I may have mentioned this in one of my previous posts, but as a retired person, I’m a very price-conscious traveler. So, you probably won’t be surprised to learn that I have spent many a night in crummy, 2-star motels. (with my husband!) I can usually tolerate it, and some are better or worse than others.
So, in mid-August, my husband and I booked our rooms in the Denver area. We booked our stay at HomeTown Studios in the Glendale/Cherry Creek area. We usually book further in advance, but in this case, we only booked about a week in advance. The pictures looked fine. Not fancy by any means, but certainly ok. My daughter and granddaughter live in Aurora, so from this motel, we could feasibly drive straight out Alameda from the hotel to their place. Also, it’s located close to a place my husband has spent a lot of time dining at when we were living and working in Denver, and that is, The Bull & Bush Brewery. So, we thought we knew the neighborhood. It wouldn’t be the same as staying in a 3 or 4-star place near The Cherry Creek Mall, or even out by the airport, but for the few nights we would be there, it would probably be ok. We thought.
As soon as we arrived, we could see that the hotel was not in good shape. A few cars were parked in the parking lot, which was pitted with large potholes we had to drive around to get to the office. My husband went into the office and got the key to our room: a third-floor walkup. No elevator. My husband is 78 years old and has bad knees, so this didn’t bode well. On my way up the two flights of stairs to our room, the smell of marijuana permeated the atmosphere. When I arrived at the door to our room, I discovered the source of the smell. Two guys a few doors down, standing in the doorway of their room, smoking a doob. The hotel is supposedly “nonsmoking”, but I guess pot doesn’t count.
There was a piece of scotch tape still taped to the outside of the door, I would presume it was from a “3-day pay or quit notice.” Turns out, this is a hotel you can live in. And the primary residents are not guests, but full-time residents. If I had to guess, some of them – if not all of them – have vouchers from the city, county, or state, that they can use to pay for their rooms. Most of the residents appeared to be just in from the street. There were homeless looking people milling around in the parking lot.

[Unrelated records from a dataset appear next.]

use std::fmt;

use chrono::{DateTime, Utc};
use serde::{Deserialize, Serialize};
use uuid::Uuid;

#[derive(Debug, Clone, Copy, Serialize, Deserialize, PartialEq)]
pub struct GeoPoint {
    pub lat: f64,
    pub lng: f64,
}

#[derive(Debug, Clone, Copy, Serialize, Deserialize, PartialEq, Eq, Hash)]
#[serde(rename_all = "snake_case")]
pub enum StopStatus {
    Pending,
    PickedUp,
    OutForDelivery,
    Delivered,
    Failed,
}

impl StopStatus {
    pub fn is_terminal(self) -> bool {
        matches!(self, StopStatus::Delivered | StopStatus::Failed)
    }

    pub fn as_str(self) -> &'static str {
        match self {
            StopStatus::Pending => "pending",
            StopStatus::PickedUp => "picked_up",
            StopStatus::OutForDelivery => "out_for_delivery",
            StopStatus::Delivered => "delivered",
            StopStatus::Failed => "failed",
        }
    }
}

impl fmt::Display for StopStatus {
    fn fmt(&self, f: &mut fmt::Formatter<'_>) -> fmt::Result {
        f.write_str(self.as_str())
    }
}

/// Raw delivery target as pulled from subscriptions due on a date/shift.
#[derive(Debug, Clone, Serialize, Deserialize, PartialEq)]
pub struct CandidateStop {
    #[serde(default)]
    pub subscription_id: Option<String>,
    #[serde(default)]
    pub order_id: Option<String>,
    #[serde(default)]
    pub customer_id: Option<String>,
    #[serde(default)]
    pub customer_name: String,
    #[serde(default)]
    pub address: String,
    #[serde(default)]
    pub location: Option<GeoPoint>,
    #[serde(default)]
    pub phone: Option<String>,
    #[serde(default)]
    pub meal_type: Option<String>,
    #[serde(default)]
    pub time_slot: Option<String>,
    #[serde(default)]
    pub notes: Option<String>,
}

#[derive(Debug, Clone, Serialize, Deserialize, PartialEq)]
pub struct Stop {
    pub id: Uuid,
    pub subscription_id: Option<String>,
    pub order_id: Option<String>,
    pub customer_id: Option<String>,
    #[serde(default)]
    pub customer_name: String,
    #[serde(default)]
    pub address: String,
    pub location: Option<GeoPoint>,
    pub phone: Option<String>,
    pub meal_type: Option<String>,
    pub time_slot: Option<String>,
    /// 1-based position within the owning route.
    pub sequence: u32,
    pub estimated_arrival: Option<DateTime<Utc>>,
    pub status: StopStatus,
    pub delivered_at: Option<DateTime<Utc>>,
    pub notes: Option<String>,
    pub last_reported_at: Option<DateTime<Utc>>,
}

impl Stop {
    pub fn from_candidate(candidate: CandidateStop) -> Self {
        Self {
            id: Uuid::new_v4(),
            subscription_id: candidate
                .subscription_id
                .map(|id| id.trim().to_string())
                .filter(|id| !id.is_empty()),
            order_id: candidate.order_id,
            customer_id: candidate.customer_id,
            customer_name: candidate.customer_name,
            address: candidate.address,
            location: candidate.location,
            phone: candidate.phone,
            meal_type: candidate.meal_type,
            time_slot: candidate.time_slot,
            sequence: 0,
            estimated_arrival: None,
            status: StopStatus::Pending,
            delivered_at: None,
            notes: candidate.notes,
            last_reported_at: None,
        }
    }
}
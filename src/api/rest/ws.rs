use std::sync::Arc;

use axum::extract::ws::{Message, WebSocket, WebSocketUpgrade};
use axum::extract::{Query, State};
use axum::response::IntoResponse;
use futures::SinkExt;
use futures::StreamExt;
use serde::Deserialize;
use tokio_stream::wrappers::BroadcastStream;
use tracing::{info, warn};
use uuid::Uuid;

use crate::state::AppState;

#[derive(Deserialize, Default)]
pub struct WsQuery {
    pub route_id: Option<Uuid>,
}

pub async fn ws_handler(
    ws: WebSocketUpgrade,
    State(state): State<Arc<AppState>>,
    Query(query): Query<WsQuery>,
) -> impl IntoResponse {
    ws.on_upgrade(move |socket| handle_socket(socket, state, query.route_id))
}

async fn handle_socket(socket: WebSocket, state: Arc<AppState>, route_id: Option<Uuid>) {
    let (mut sender, mut receiver) = socket.split();
    let mut events = tokio_stream::StreamExt::filter_map(
        BroadcastStream::new(state.route_events_tx.subscribe()),
        move |result| match result {
            Ok(event) if route_id.is_none_or(|id| id == event.route_id()) => Some(event),
            Ok(_) => None,
            Err(err) => {
                warn!(error = %err, "websocket listener lagged; events skipped");
                None
            }
        },
    );

    info!(route_id = ?route_id, "websocket client connected");

    let send_task = tokio::spawn(async move {
        while let Some(event) = events.next().await {
            let json = match serde_json::to_string(&event) {
                Ok(json) => json,
                Err(err) => {
                    warn!(error = %err, "failed to serialize route event for ws");
                    continue;
                }
            };

            if sender.send(Message::Text(json)).await.is_err() {
                break;
            }
        }
    });

    let recv_task = tokio::spawn(async move {
        while let Some(Ok(_msg)) = receiver.next().await {}
    });

    tokio::select! {
        _ = send_task => {},
        _ = recv_task => {},
    }

    info!(route_id = ?route_id, "websocket client disconnected");
}
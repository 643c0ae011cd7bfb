use std::sync::Arc;

use axum::extract::{Query, State};
use axum::routing::post;
use axum::Json;
use axum::Router;
use chrono::NaiveDate;
use serde::{Deserialize, Serialize};

use crate::engine::dispatch;
use crate::error::AppError;
use crate::models::route::Shift;
use crate::models::stop::CandidateStop;
use crate::state::AppState;

pub fn router() -> Router<Arc<AppState>> {
    Router::new().route("/candidates", post(add_candidates).get(list_candidates))
}

#[derive(Deserialize)]
pub struct AddCandidatesRequest {
    pub date: NaiveDate,
    pub shift: Shift,
    pub stops: Vec<CandidateStop>,
}

#[derive(Deserialize)]
pub struct CandidatesQuery {
    pub date: NaiveDate,
    pub shift: Shift,
}

#[derive(Serialize)]
pub struct AddCandidatesResponse {
    pub date: NaiveDate,
    pub shift: Shift,
    pub pool_size: usize,
}

async fn add_candidates(
    State(state): State<Arc<AppState>>,
    Json(payload): Json<AddCandidatesRequest>,
) -> Result<Json<AddCandidatesResponse>, AppError> {
    if payload.stops.is_empty() {
        return Err(AppError::BadRequest("stops cannot be empty".to_string()));
    }

    let pool_size =
        dispatch::add_candidates(&state, payload.date, payload.shift, payload.stops).await?;

    Ok(Json(AddCandidatesResponse {
        date: payload.date,
        shift: payload.shift,
        pool_size,
    }))
}

async fn list_candidates(
    State(state): State<Arc<AppState>>,
    Query(query): Query<CandidatesQuery>,
) -> Result<Json<Vec<CandidateStop>>, AppError> {
    let candidates = state.store.load_candidates(query.date, query.shift).await?;
    Ok(Json(candidates))
}
use std::sync::Arc;

use axum::extract::{Path, Query, State};
use axum::routing::{get, patch, post};
use axum::Json;
use axum::Router;
use chrono::{DateTime, NaiveDate, Utc};
use serde::Deserialize;
use uuid::Uuid;

use crate::engine::dispatch::{self, BuildResult, NewRoute, StopChange};
use crate::engine::lifecycle::RouteProgress;
use crate::engine::location;
use crate::engine::tracker::StopUpdate;
use crate::error::AppError;
use crate::models::event::LocationPing;
use crate::models::route::{Route, RouteKey, Shift};
use crate::models::stop::{CandidateStop, GeoPoint, Stop, StopStatus};
use crate::state::AppState;
use crate::store::RouteFilter;

const DEFAULT_ACTOR: &str = "dispatch";

pub fn router() -> Router<Arc<AppState>> {
    Router::new()
        .route("/routes", post(create_route).get(list_routes))
        .route("/routes/:id", get(get_route))
        .route("/routes/:id/stops/build", post(build_stops))
        .route("/routes/:id/stops/append", post(append_stops))
        .route("/routes/:id/stops/repair", post(repair_stops))
        .route("/routes/:id/assign", post(assign_route))
        .route("/routes/:id/start", post(start_route))
        .route("/routes/:id/complete", post(complete_route))
        .route("/routes/:id/cancel", post(cancel_route))
        .route("/routes/:id/stops/:stop_id/status", patch(update_stop_status))
        .route("/routes/:id/progress", get(route_progress))
        .route("/routes/:id/next", get(next_delivery))
        .route("/routes/:id/current", get(current_delivery))
        .route("/routes/:id/location", post(record_location).get(last_location))
        .route("/drivers/:driver_id/routes/:date/:shift", get(driver_route))
}

#[derive(Deserialize)]
pub struct CreateRouteRequest {
    pub date: NaiveDate,
    pub shift: Shift,
    pub max_capacity: Option<u32>,
    pub notes: Option<String>,
}

#[derive(Deserialize, Default)]
#[serde(default)]
pub struct BuildStopsRequest {
    pub stops: Option<Vec<CandidateStop>>,
    pub expected_version: Option<u64>,
}

#[derive(Deserialize)]
pub struct AppendStopsRequest {
    pub stops: Vec<CandidateStop>,
    pub expected_version: Option<u64>,
}

#[derive(Deserialize)]
pub struct AssignRequest {
    pub driver_id: String,
    pub actor: Option<String>,
    pub expected_version: Option<u64>,
}

#[derive(Deserialize, Default)]
#[serde(default)]
pub struct TransitionRequest {
    pub actor: Option<String>,
    pub expected_version: Option<u64>,
}

#[derive(Deserialize, Default)]
#[serde(default)]
pub struct CancelRequest {
    pub reason: Option<String>,
    pub actor: Option<String>,
    pub expected_version: Option<u64>,
}

#[derive(Deserialize)]
pub struct UpdateStopStatusRequest {
    pub status: StopStatus,
    pub notes: Option<String>,
    pub reported_at: Option<DateTime<Utc>>,
    pub actor: Option<String>,
    pub expected_version: Option<u64>,
}

#[derive(Deserialize)]
pub struct LocationRequest {
    pub location: GeoPoint,
    pub recorded_at: Option<DateTime<Utc>>,
}

fn actor_or_default(actor: &Option<String>) -> &str {
    actor
        .as_deref()
        .map(str::trim)
        .filter(|actor| !actor.is_empty())
        .unwrap_or(DEFAULT_ACTOR)
}

async fn create_route(
    State(state): State<Arc<AppState>>,
    Json(payload): Json<CreateRouteRequest>,
) -> Result<Json<Route>, AppError> {
    let route = dispatch::create_route(
        &state,
        NewRoute {
            date: payload.date,
            shift: payload.shift,
            max_capacity: payload.max_capacity,
            notes: payload.notes,
        },
    )
    .await?;

    Ok(Json(route))
}

async fn list_routes(
    State(state): State<Arc<AppState>>,
    Query(filter): Query<RouteFilter>,
) -> Result<Json<Vec<Route>>, AppError> {
    Ok(Json(dispatch::list_routes(&state, &filter).await?))
}

async fn get_route(
    State(state): State<Arc<AppState>>,
    Path(id): Path<Uuid>,
) -> Result<Json<Route>, AppError> {
    Ok(Json(dispatch::get_route(&state, id).await?))
}

async fn driver_route(
    State(state): State<Arc<AppState>>,
    Path((driver_id, date, shift)): Path<(String, NaiveDate, Shift)>,
) -> Result<Json<Route>, AppError> {
    let key = RouteKey {
        driver_id,
        date,
        shift,
    };
    Ok(Json(dispatch::find_route_for_driver(&state, &key).await?))
}

async fn build_stops(
    State(state): State<Arc<AppState>>,
    Path(id): Path<Uuid>,
    Json(payload): Json<BuildStopsRequest>,
) -> Result<Json<BuildResult>, AppError> {
    let built = dispatch::build_route(&state, id, payload.stops, payload.expected_version).await?;
    Ok(Json(built))
}

async fn append_stops(
    State(state): State<Arc<AppState>>,
    Path(id): Path<Uuid>,
    Json(payload): Json<AppendStopsRequest>,
) -> Result<Json<BuildResult>, AppError> {
    if payload.stops.is_empty() {
        return Err(AppError::BadRequest("stops cannot be empty".to_string()));
    }

    let built = dispatch::append_stops(&state, id, payload.stops, payload.expected_version).await?;
    Ok(Json(built))
}

async fn repair_stops(
    State(state): State<Arc<AppState>>,
    Path(id): Path<Uuid>,
    Json(payload): Json<TransitionRequest>,
) -> Result<Json<BuildResult>, AppError> {
    let built = dispatch::repair_stops(&state, id, payload.expected_version).await?;
    Ok(Json(built))
}

async fn assign_route(
    State(state): State<Arc<AppState>>,
    Path(id): Path<Uuid>,
    Json(payload): Json<AssignRequest>,
) -> Result<Json<Route>, AppError> {
    let route = dispatch::assign_route(
        &state,
        id,
        &payload.driver_id,
        actor_or_default(&payload.actor),
        payload.expected_version,
    )
    .await?;

    Ok(Json(route))
}

async fn start_route(
    State(state): State<Arc<AppState>>,
    Path(id): Path<Uuid>,
    Json(payload): Json<TransitionRequest>,
) -> Result<Json<Route>, AppError> {
    let route = dispatch::start_route(
        &state,
        id,
        actor_or_default(&payload.actor),
        payload.expected_version,
    )
    .await?;

    Ok(Json(route))
}

async fn complete_route(
    State(state): State<Arc<AppState>>,
    Path(id): Path<Uuid>,
    Json(payload): Json<TransitionRequest>,
) -> Result<Json<Route>, AppError> {
    let route = dispatch::complete_route(
        &state,
        id,
        actor_or_default(&payload.actor),
        payload.expected_version,
    )
    .await?;

    Ok(Json(route))
}

async fn cancel_route(
    State(state): State<Arc<AppState>>,
    Path(id): Path<Uuid>,
    Json(payload): Json<CancelRequest>,
) -> Result<Json<Route>, AppError> {
    let actor = actor_or_default(&payload.actor).to_string();
    let route = dispatch::cancel_route(
        &state,
        id,
        payload.reason,
        &actor,
        payload.expected_version,
    )
    .await?;

    Ok(Json(route))
}

async fn update_stop_status(
    State(state): State<Arc<AppState>>,
    Path((id, stop_id)): Path<(Uuid, Uuid)>,
    Json(payload): Json<UpdateStopStatusRequest>,
) -> Result<Json<StopChange>, AppError> {
    let actor = actor_or_default(&payload.actor).to_string();
    let change = dispatch::update_stop_status(
        &state,
        id,
        stop_id,
        StopUpdate {
            status: payload.status,
            notes: payload.notes,
            reported_at: payload.reported_at,
        },
        &actor,
        payload.expected_version,
    )
    .await?;

    Ok(Json(change))
}

async fn route_progress(
    State(state): State<Arc<AppState>>,
    Path(id): Path<Uuid>,
) -> Result<Json<RouteProgress>, AppError> {
    Ok(Json(dispatch::route_progress(&state, id).await?))
}

async fn next_delivery(
    State(state): State<Arc<AppState>>,
    Path(id): Path<Uuid>,
) -> Result<Json<Option<Stop>>, AppError> {
    Ok(Json(dispatch::next_delivery(&state, id).await?))
}

async fn current_delivery(
    State(state): State<Arc<AppState>>,
    Path(id): Path<Uuid>,
) -> Result<Json<Option<Stop>>, AppError> {
    Ok(Json(dispatch::current_delivery(&state, id).await?))
}

async fn record_location(
    State(state): State<Arc<AppState>>,
    Path(id): Path<Uuid>,
    Json(payload): Json<LocationRequest>,
) -> Result<Json<LocationPing>, AppError> {
    let ping = location::record_location(&state, id, payload.location, payload.recorded_at).await?;
    Ok(Json(ping))
}

async fn last_location(
    State(state): State<Arc<AppState>>,
    Path(id): Path<Uuid>,
) -> Result<Json<LocationPing>, AppError> {
    location::last_location(&state, id)
        .map(Json)
        .ok_or_else(|| AppError::NotFound(format!("no location recorded for route {id}")))
}
pub async fn route_progress(state: &AppState, id: Uuid) -> Result<RouteProgress, AppError> {
    let route = get_route(state, id).await?;
    Ok(lifecycle::progress(&route, Utc::now()))
}

pub async fn next_delivery(state: &AppState, id: Uuid) -> Result<Option<Stop>, AppError> {
    let route = get_route(state, id).await?;
    Ok(tracker::next_delivery(&route).cloned())
}

pub async fn current_delivery(state: &AppState, id: Uuid) -> Result<Option<Stop>, AppError> {
    let route = get_route(state, id).await?;
    Ok(tracker::current_delivery(&route).cloned())
}

pub async fn create_route(state: &AppState, request: NewRoute) -> Result<Route, AppError> {
    let max_capacity = request
        .max_capacity
        .unwrap_or(state.settings.default_max_capacity);
    if max_capacity == 0 {
        return Err(AppError::BadRequest("max_capacity must be > 0".to_string()));
    }

    let route = Route::new(
        request.date,
        request.shift,
        max_capacity,
        request.notes,
        Utc::now(),
    );
    let route = state.store.insert(route).await?;

    info!(
        route_id = %route.id,
        date = %route.date,
        shift = %route.shift,
        max_capacity,
        "route created"
    );
    Ok(route)
}

pub async fn add_candidates(
    state: &AppState,
    date: NaiveDate,
    shift: Shift,
    candidates: Vec<CandidateStop>,
) -> Result<usize, AppError> {
    let added = candidates.len();
    let pool_size = state.store.add_candidates(date, shift, candidates).await?;
    info!(%date, %shift, added, pool_size, "candidate stops recorded");
    Ok(pool_size)
}

async fn load_for_write(
    state: &AppState,
    id: Uuid,
    expected_version: Option<u64>,
) -> Result<Route, AppError> {
    let route = get_route(state, id).await?;

    if let Some(expected) = expected_version {
        if expected != route.version {
            state.metrics.write_conflicts_total.inc();
            return Err(AppError::ConcurrentModification {
                expected,
                actual: route.version,
            });
        }
    }

    Ok(route)
}

async fn save(state: &AppState, route: Route, loaded_version: u64) -> Result<Route, AppError> {
    let route_id = route.id;
    match state.store.update(route, loaded_version).await {
        Err(err @ AppError::ConcurrentModification { .. }) => {
            state.metrics.write_conflicts_total.inc();
            warn!(route_id = %route_id, error = %err, "route write lost optimistic lock");
            Err(err)
        }
        other => other,
    }
}

fn publish(state: &AppState, event: RouteEvent) {
    let _ = state.route_events_tx.send(event);
}

async fn edit_stops(
    state: &AppState,
    id: Uuid,
    edit: StopListEdit,
    incoming: Vec<Stop>,
    expected_version: Option<u64>,
) -> Result<BuildResult, AppError> {
    let kind = match edit {
        StopListEdit::Replace => "build",
        StopListEdit::Append => "append",
        StopListEdit::Repair => "repair",
    };
    let started = Instant::now();

    let result = async {
        let mut route = load_for_write(state, id, expected_version).await?;
        let loaded_version = route.version;
        let now = Utc::now();

        let outcome = rebuild_route_stops(&mut route, edit, incoming, now, state.estimator.as_ref())?;
        let route = save(state, route, loaded_version).await?;

        Ok::<_, AppError>(BuildResult {
            duplicates_dropped: outcome.duplicates_dropped(),
            notices: outcome.notices,
            route,
        })
    }
    .await;

    let outcome_label = if result.is_ok() { "success" } else { "error" };
    state
        .metrics
        .build_latency_seconds
        .with_label_values(&[outcome_label])
        .observe(started.elapsed().as_secs_f64());

    let built = result?;
    state.metrics.routes_built_total.with_label_values(&[kind]).inc();
    state
        .metrics
        .duplicate_stops_dropped_total
        .inc_by(built.duplicates_dropped as u64);

    info!(
        route_id = %built.route.id,
        kind,
        stops = built.route.stops.len(),
        duplicates_dropped = built.duplicates_dropped,
        version = built.route.version,
        "route stops rebuilt"
    );
    publish(
        state,
        RouteEvent::StopsRebuilt {
            route_id: built.route.id,
            total_stops: built.route.stops.len(),
            version: built.route.version,
            at: built.route.updated_at,
        },
    );

    Ok(built)
}
use prometheus::{
    Encoder, HistogramOpts, HistogramVec, IntCounter, IntCounterVec, Opts, Registry, TextEncoder,
};

#[derive(Clone)]
pub struct Metrics {
    registry: Registry,
    pub routes_built_total: IntCounterVec,
    pub duplicate_stops_dropped_total: IntCounter,
    pub route_transitions_total: IntCounterVec,
    pub stop_transitions_total: IntCounterVec,
    pub write_conflicts_total: IntCounter,
    pub notifications_total: IntCounterVec,
    pub build_latency_seconds: HistogramVec,
}

impl Default for Metrics {
    fn default() -> Self {
        Self::new()
    }
}

impl Metrics {
    pub fn new() -> Self {
        let registry = Registry::new();

        let routes_built_total = IntCounterVec::new(
            Opts::new("routes_built_total", "Stop list builds by kind"),
            &["kind"],
        )
        .expect("valid routes_built_total metric");

        let duplicate_stops_dropped_total = IntCounter::new(
            "duplicate_stops_dropped_total",
            "Candidate stops dropped because their subscription was already routed",
        )
        .expect("valid duplicate_stops_dropped_total metric");

        let route_transitions_total = IntCounterVec::new(
            Opts::new("route_transitions_total", "Route status transitions by target status"),
            &["status"],
        )
        .expect("valid route_transitions_total metric");

        let stop_transitions_total = IntCounterVec::new(
            Opts::new("stop_transitions_total", "Stop status transitions by target status"),
            &["status"],
        )
        .expect("valid stop_transitions_total metric");

        let write_conflicts_total = IntCounter::new(
            "write_conflicts_total",
            "Route writes rejected by the optimistic version check",
        )
        .expect("valid write_conflicts_total metric");

        let notifications_total = IntCounterVec::new(
            Opts::new("notifications_total", "Notifications dispatched by event"),
            &["event"],
        )
        .expect("valid notifications_total metric");

        let build_latency_seconds = HistogramVec::new(
            HistogramOpts::new(
                "build_latency_seconds",
                "Latency of stop list builds in seconds",
            ),
            &["outcome"],
        )
        .expect("valid build_latency_seconds metric");

        registry
            .register(Box::new(routes_built_total.clone()))
            .expect("register routes_built_total");
        registry
            .register(Box::new(duplicate_stops_dropped_total.clone()))
            .expect("register duplicate_stops_dropped_total");
        registry
            .register(Box::new(route_transitions_total.clone()))
            .expect("register route_transitions_total");
        registry
            .register(Box::new(stop_transitions_total.clone()))
            .expect("register stop_transitions_total");
        registry
            .register(Box::new(write_conflicts_total.clone()))
            .expect("register write_conflicts_total");
        registry
            .register(Box::new(notifications_total.clone()))
            .expect("register notifications_total");
        registry
            .register(Box::new(build_latency_seconds.clone()))
            .expect("register build_latency_seconds");

        Self {
            registry,
            routes_built_total,
            duplicate_stops_dropped_total,
            route_transitions_total,
            stop_transitions_total,
            write_conflicts_total,
            notifications_total,
            build_latency_seconds,
        }
    }

    pub fn encode(&self) -> Result<String, String> {
        let metric_families = self.registry.gather();
        let mut buffer = Vec::new();

        TextEncoder::new()
            .encode(&metric_families, &mut buffer)
            .map_err(|err| format!("failed to encode metrics: {err}"))?;

        String::from_utf8(buffer).map_err(|err| format!("metrics are not valid utf8: {err}"))
    }
}
use crate::models::stop::GeoPoint;

const EARTH_RADIUS_KM: f64 = 6_371.0;

pub fn haversine_km(a: &GeoPoint, b: &GeoPoint) -> f64 {
    let lat1 = a.lat.to_radians();
    let lat2 = b.lat.to_radians();
    let delta_lat = (b.lat - a.lat).to_radians();
    let delta_lng = (b.lng - a.lng).to_radians();

    let sin_lat = (delta_lat / 2.0).sin();
    let sin_lng = (delta_lng / 2.0).sin();

    let haversine = sin_lat * sin_lat + lat1.cos() * lat2.cos() * sin_lng * sin_lng;
    let central_angle = 2.0 * haversine.sqrt().asin();

    EARTH_RADIUS_KM * central_angle
}

/// Whole minutes needed to cover `distance_km` at `speed_kmh`, rounded up.
pub fn travel_minutes(distance_km: f64, speed_kmh: f64) -> i64 {
    if speed_kmh <= 0.0 || !distance_km.is_finite() {
        return 0;
    }

    ((distance_km.max(0.0) / speed_kmh) * 60.0).ceil() as i64
}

The inside of the room was a mess. The beds were made, but that’s about all I can say about it. There were dust bunnies lurking in the corners, and behind the curtained window. Someone – I don’t know who – had opened a couple bags of snacks and one half-eaten bag was spilling out it’s contents onto the table. The television was on when we arrived. It stayed on permanently, I would imagine, since the remote that went with it didn’t have any batteries, and in fact, the battery compartment was missing its cover.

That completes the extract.